Work instruction →
Beneath this task are records; tally the lines in them that contain "TextEncoder" and report only the number.

Data for this task →
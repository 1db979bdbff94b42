//! Catalog server configuration file handling

use crate::catalog::CatalogConfig;
use crate::storage::StoreConfig;
use crate::Result;
use serde::{Deserialize, Serialize};
use std::fs;
use std::path::Path;
use std::time::Duration;

/// Cache settings
#[derive(Debug, Clone, PartialEq, Eq, Serialize, Deserialize)]
pub struct CacheSettings {
    /// Duration before a populated snapshot is considered stale
    #[serde(default = "default_ttl_ms")]
    pub ttl_ms: u64,

    /// Upper bound on a single store call
    #[serde(default = "default_store_timeout_ms")]
    pub store_timeout_ms: u64,
}

fn default_ttl_ms() -> u64 {
    3_600_000
}

fn default_store_timeout_ms() -> u64 {
    10_000
}

impl Default for CacheSettings {
    fn default() -> Self {
        Self {
            ttl_ms: default_ttl_ms(),
            store_timeout_ms: default_store_timeout_ms(),
        }
    }
}

/// Catalog server configuration
#[derive(Debug, Clone, PartialEq, Eq, Serialize, Deserialize)]
pub struct ServerConfig {
    /// Store connection string (SQLite path or `:memory:`)
    #[serde(default = "default_database_url")]
    pub database_url: String,

    #[serde(default = "default_host")]
    pub host: String,

    #[serde(default = "default_port")]
    pub port: u16,

    #[serde(default)]
    pub cache: CacheSettings,

    /// Maximum accepted request body
    #[serde(default = "default_max_body_bytes")]
    pub max_body_bytes: usize,

    /// Allow cross-origin requests from any origin
    #[serde(default = "default_cors")]
    pub cors: bool,
}

fn default_database_url() -> String {
    "institutions.db".to_string()
}

fn default_host() -> String {
    "0.0.0.0".to_string()
}

fn default_port() -> u16 {
    3000
}

fn default_max_body_bytes() -> usize {
    100 * 1024
}

fn default_cors() -> bool {
    true
}

/// Values taken from the environment or the command line.
///
/// `None` leaves the file/default value in place.
#[derive(Debug, Clone, Default)]
pub struct ConfigOverrides {
    pub database_url: Option<String>,
    pub host: Option<String>,
    pub port: Option<u16>,
    pub ttl_ms: Option<u64>,
    pub store_timeout_ms: Option<u64>,
    pub max_body_bytes: Option<usize>,
    pub cors: Option<bool>,
}

impl ServerConfig {
    /// Load configuration from a YAML file
    pub fn load(path: impl AsRef<Path>) -> Result<Self> {
        let path = path.as_ref();

        if !path.exists() {
            return Err(crate::CatalogError::Config(format!(
                "Config file not found: {}",
                path.display()
            )));
        }

        tracing::info!(path = %path.display(), "Loading catalog configuration");

        let content = fs::read_to_string(path)?;
        let config: Self = serde_yaml::from_str(&content)?;

        tracing::debug!(
            port = config.port,
            ttl_ms = config.cache.ttl_ms,
            "Configuration loaded successfully"
        );

        Ok(config)
    }

    /// Load from `path` if given, otherwise start from defaults
    pub fn load_or_default(path: Option<&Path>) -> Result<Self> {
        match path {
            Some(path) => Self::load(path),
            None => Ok(Self::default()),
        }
    }

    /// Save configuration to a YAML file
    pub fn save(&self, path: impl AsRef<Path>) -> Result<()> {
        let path = path.as_ref();

        if let Some(parent) = path.parent() {
            fs::create_dir_all(parent)?;
        }

        tracing::info!(path = %path.display(), "Saving catalog configuration");

        let yaml = serde_yaml::to_string(self)?;
        fs::write(path, yaml)?;

        Ok(())
    }

    /// Apply overrides on top of the current values
    pub fn apply(&mut self, overrides: ConfigOverrides) {
        if let Some(database_url) = overrides.database_url {
            self.database_url = database_url;
        }
        if let Some(host) = overrides.host {
            self.host = host;
        }
        if let Some(port) = overrides.port {
            self.port = port;
        }
        if let Some(ttl_ms) = overrides.ttl_ms {
            self.cache.ttl_ms = ttl_ms;
        }
        if let Some(store_timeout_ms) = overrides.store_timeout_ms {
            self.cache.store_timeout_ms = store_timeout_ms;
        }
        if let Some(max_body_bytes) = overrides.max_body_bytes {
            self.max_body_bytes = max_body_bytes;
        }
        if let Some(cors) = overrides.cors {
            self.cors = cors;
        }
    }

    /// Address the server binds to
    pub fn bind_addr(&self) -> String {
        if self.host.contains(':') {
            // IPv6 literal
            format!("[{}]:{}", self.host, self.port)
        } else {
            format!("{}:{}", self.host, self.port)
        }
    }

    pub fn catalog_config(&self) -> CatalogConfig {
        CatalogConfig {
            ttl: Duration::from_millis(self.cache.ttl_ms),
            store_timeout: Duration::from_millis(self.cache.store_timeout_ms),
        }
    }

    pub fn store_config(&self) -> StoreConfig {
        StoreConfig::new(self.database_url.clone())
    }
}

impl Default for ServerConfig {
    fn default() -> Self {
        Self {
            database_url: default_database_url(),
            host: default_host(),
            port: default_port(),
            cache: CacheSettings::default(),
            max_body_bytes: default_max_body_bytes(),
            cors: default_cors(),
        }
    }
}
//! Prometheus metrics for the catalog
//!
//! Counters for cache traffic and store calls, exposed at `/metrics`.

use crate::Result;
use lazy_static::lazy_static;
use prometheus::{
    register_counter_vec, register_gauge, register_histogram_vec, CounterVec, Encoder, Gauge,
    HistogramVec, TextEncoder,
};

lazy_static! {
    /// Counter: cache operations (hit/miss/populate/discard/invalidate)
    pub static ref CACHE_OPERATIONS: CounterVec = register_counter_vec!(
        "catalog_cache_operations_total",
        "Cache operations by type",
        &["operation"]
    )
    .expect("Failed to create cache_operations metric");

    /// Counter: store calls by operation and outcome
    pub static ref STORE_CALLS: CounterVec = register_counter_vec!(
        "catalog_store_calls_total",
        "Store calls by operation and outcome",
        &["operation", "outcome"]
    )
    .expect("Failed to create store_calls metric");

    /// Histogram: store call duration (seconds)
    pub static ref STORE_DURATION: HistogramVec = register_histogram_vec!(
        "catalog_store_duration_seconds",
        "Duration of store calls",
        &["operation"],
        vec![0.005, 0.01, 0.05, 0.1, 0.5, 1.0, 2.5, 5.0, 10.0]
    )
    .expect("Failed to create store_duration metric");

    /// Gauge: records in the cached snapshot (0 when nothing is cached)
    pub static ref CACHED_RECORDS: Gauge = register_gauge!(
        "catalog_cached_records",
        "Number of records held in the cached snapshot"
    )
    .expect("Failed to create cached_records metric");
}

/// Record a cache hit
pub fn record_cache_hit() {
    CACHE_OPERATIONS.with_label_values(&["hit"]).inc();
}

/// Record a cache miss
pub fn record_cache_miss() {
    CACHE_OPERATIONS.with_label_values(&["miss"]).inc();
}

/// Record a snapshot install
pub fn record_cache_populate(records: usize) {
    CACHE_OPERATIONS.with_label_values(&["populate"]).inc();
    CACHED_RECORDS.set(records as f64);
}

/// Record a fetched snapshot that was not installed because of a newer write
pub fn record_cache_discard() {
    CACHE_OPERATIONS.with_label_values(&["discard"]).inc();
}

/// Record an invalidation
pub fn record_cache_invalidate() {
    CACHE_OPERATIONS.with_label_values(&["invalidate"]).inc();
    CACHED_RECORDS.set(0.0);
}

/// Sync the cached-records gauge with the cell.
///
/// Expiry is lazy and never passes through the populate/invalidate hooks, so
/// the gauge is refreshed from the cell before each scrape.
pub fn set_cached_records(records: Option<usize>) {
    CACHED_RECORDS.set(cached_records_value(records));
}

fn cached_records_value(records: Option<usize>) -> f64 {
    records.unwrap_or(0) as f64
}

/// Record a store call and its duration; `outcome` is `ok` or an error kind
pub fn record_store_call(operation: &str, outcome: &str, duration_secs: f64) {
    STORE_CALLS.with_label_values(&[operation, outcome]).inc();
    STORE_DURATION
        .with_label_values(&[operation])
        .observe(duration_secs);
}

/// Encode all metrics as Prometheus text format
pub fn encode_metrics() -> Result<String> {
    let encoder = TextEncoder::new();
    let metric_families = prometheus::gather();
    let mut buffer = Vec::new();
    encoder
        .encode(&metric_families, &mut buffer)
        .map_err(anyhow::Error::new)?;
    Ok(String::from_utf8(buffer).map_err(anyhow::Error::new)?)
}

Expected answer →
2